Glasgow & West Scotland

Elaine Doyle murder: John Docherty sentenced to 21 years for 1986 killing

John Docherty and Elaine Doyle
Image caption Elaine's Doyle's killer John Docherty must serve 21 years before being considered for parole

The former soldier who murdered Greenock teenager Elaine Doyle more than 28 years ago has been sentenced to a minimum of 21 years in prison.

John Docherty, 50, from Dunoon, Argyll, was convicted of the killing in June.

Elaine's body was found in a lane close to her parents' flat in Ardgowan Street in Greenock.

Docherty - who denied the charges - was convicted at the High Court in Edinburgh after DNA evidence came to light.

It brought to a close one of Scotland's longest running unsolved murders.

The trial, which heard 50 days of evidence, was told how Elaine had attended a disco at Greenock Celtic Club in the town's Laird Street before she died.

Image copyright BBC - police handout
Image caption Elaine Doyle was murdered while going home from a disco at the Greenock Celtic club

She left with best friend, Lynn McCurdy, now 44, who told the trial how they walked together to a hamburger stall in Greenock town centre.

Around midnight they went their separate ways, with Elaine beginning to walk home.

The court heard how the naked body of the teenager was found in a lane just yards from her home in Ardgowan Street on 2 June 1986. She had been strangled.

Forensic scientist Pauline McSorley told the trial that she had tested DNA that was found on Elaine's body and clothing.

She said tiny traces matched the DNA of police, forensic scientists, and a member of the laboratory staff.

But two results could not be accounted for until Docherty volunteered a sample of his DNA in May 2012 and gave another sample on March last year, when he was arrested and charged with the murder.

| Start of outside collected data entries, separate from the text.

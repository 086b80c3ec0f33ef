//! Normalized entity instances
//!
//! Entities are dynamic: their shape comes from the entity catalog, not from
//! Rust structs, so one engine serves every region. An entity's identity is
//! `(entity_type, primary key tuple)`; its fields hold typed values coerced
//! from raw cells during graph construction.

use chrono::{NaiveDate, NaiveDateTime};
use serde::{Deserialize, Serialize};
use std::collections::BTreeMap;

use crate::schema::EntitySchema;

/// A typed field value on a normalized entity
#[derive(Debug, Clone, PartialEq, Eq, Serialize, Deserialize)]
#[serde(tag = "type", content = "value", rename_all = "snake_case")]
pub enum FieldValue {
    Text(String),
    /// Raw enum code, preserved verbatim; decoding region code books is a
    /// downstream concern
    Code(String),
    Date(NaiveDate),
    DateTime(NaiveDateTime),
    Bool(bool),
    Id(i64),
    Null,
}

impl FieldValue {
    pub fn is_null(&self) -> bool {
        matches!(self, FieldValue::Null)
    }

    /// Canonical string form used inside primary key tuples
    pub fn key_component(&self) -> Option<String> {
        match self {
            FieldValue::Text(s) | FieldValue::Code(s) => Some(s.clone()),
            FieldValue::Date(d) => Some(d.format("%Y-%m-%d").to_string()),
            FieldValue::DateTime(ts) => Some(ts.format("%Y-%m-%d %H:%M:%S").to_string()),
            FieldValue::Bool(b) => Some(b.to_string()),
            FieldValue::Id(id) => Some(id.to_string()),
            FieldValue::Null => None,
        }
    }
}

impl std::fmt::Display for FieldValue {
    fn fmt(&self, f: &mut std::fmt::Formatter<'_>) -> std::fmt::Result {
        match self.key_component() {
            Some(s) => write!(f, "{}", s),
            None => write!(f, "null"),
        }
    }
}

/// Identity of one entity: type plus primary key tuple
#[derive(Debug, Clone, PartialEq, Eq, Hash, Serialize, Deserialize)]
pub struct EntityKey {
    pub entity_type: String,
    pub key: Vec<String>,
}

impl std::fmt::Display for EntityKey {
    fn fmt(&self, f: &mut std::fmt::Formatter<'_>) -> std::fmt::Result {
        write!(f, "{}({})", self.entity_type, self.key.join(", "))
    }
}

/// Lifecycle state of an entity within a run.
///
/// `Complete` (all completeness fields populated) is terminal: the merge
/// policy never erases a populated field, so an entity cannot regress.
#[derive(Debug, Clone, Copy, PartialEq, Eq, Serialize, Deserialize)]
#[serde(rename_all = "snake_case")]
pub enum EntityState {
    Partial,
    Complete,
}

/// One normalized entity instance
#[derive(Debug, Clone, PartialEq, Serialize, Deserialize)]
pub struct Entity {
    pub entity_type: String,
    pub fields: BTreeMap<String, FieldValue>,
    /// Primary key tuple, in the schema's declared field order
    pub key: Vec<String>,
}

impl Entity {
    /// Identity of this entity
    pub fn identity(&self) -> EntityKey {
        EntityKey {
            entity_type: self.entity_type.clone(),
            key: self.key.clone(),
        }
    }

    /// Value of a field, `Null` when never observed
    pub fn field(&self, name: &str) -> &FieldValue {
        self.fields.get(name).unwrap_or(&FieldValue::Null)
    }

    /// Lifecycle state against the entity's schema
    pub fn state(&self, schema: &EntitySchema) -> EntityState {
        let complete = schema
            .completeness_fields()
            .iter()
            .all(|field| !self.field(field).is_null());
        if complete {
            EntityState::Complete
        } else {
            EntityState::Partial
        }
    }

    /// Compute the primary key tuple from populated fields.
    ///
    /// Returns the name of the first unpopulated key field on failure.
    pub fn compute_key(
        fields: &BTreeMap<String, FieldValue>,
        schema: &EntitySchema,
    ) -> std::result::Result<Vec<String>, String> {
        schema
            .primary_key
            .iter()
            .map(|field| {
                fields
                    .get(field)
                    .and_then(FieldValue::key_component)
                    .ok_or_else(|| field.clone())
            })
            .collect()
    }
}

The trial heard that the DNA on Elaine's back was an exact match. DNA on the girl's face also matched Docherty's profile.

Mrs McSorley said it was 560,000 times more likely it came from the accused than any other unrelated male.

Docherty's defence QC Donald Findlay called witnesses from among 41 other names on police files and attempted to show how someone else could have been responsible.

He also branded the police investigation "a shambles" and said officers had not told the truth and had contaminated the crime scene, meaning the DNA evidence was not reliable.

The eight women and seven men of the jury did not believe Docherty's defence, however, and convicted him of murder.

The Lord Advocate, Frank Mulholland, said the sentence "ends a long search for justice for the Doyle family".

He added: "Elaine Doyle was 16 at the time of her death. It deeply touched the people of Inverclyde and beyond who never let her memory fade.

"The support of the public to law enforcement was unwavering and has played a large part in bringing Elaine's murderer to justice.

"The sterling work of the police officers and prosecutors who worked on the case is reflected in the verdict. Elaine can now rest in peace."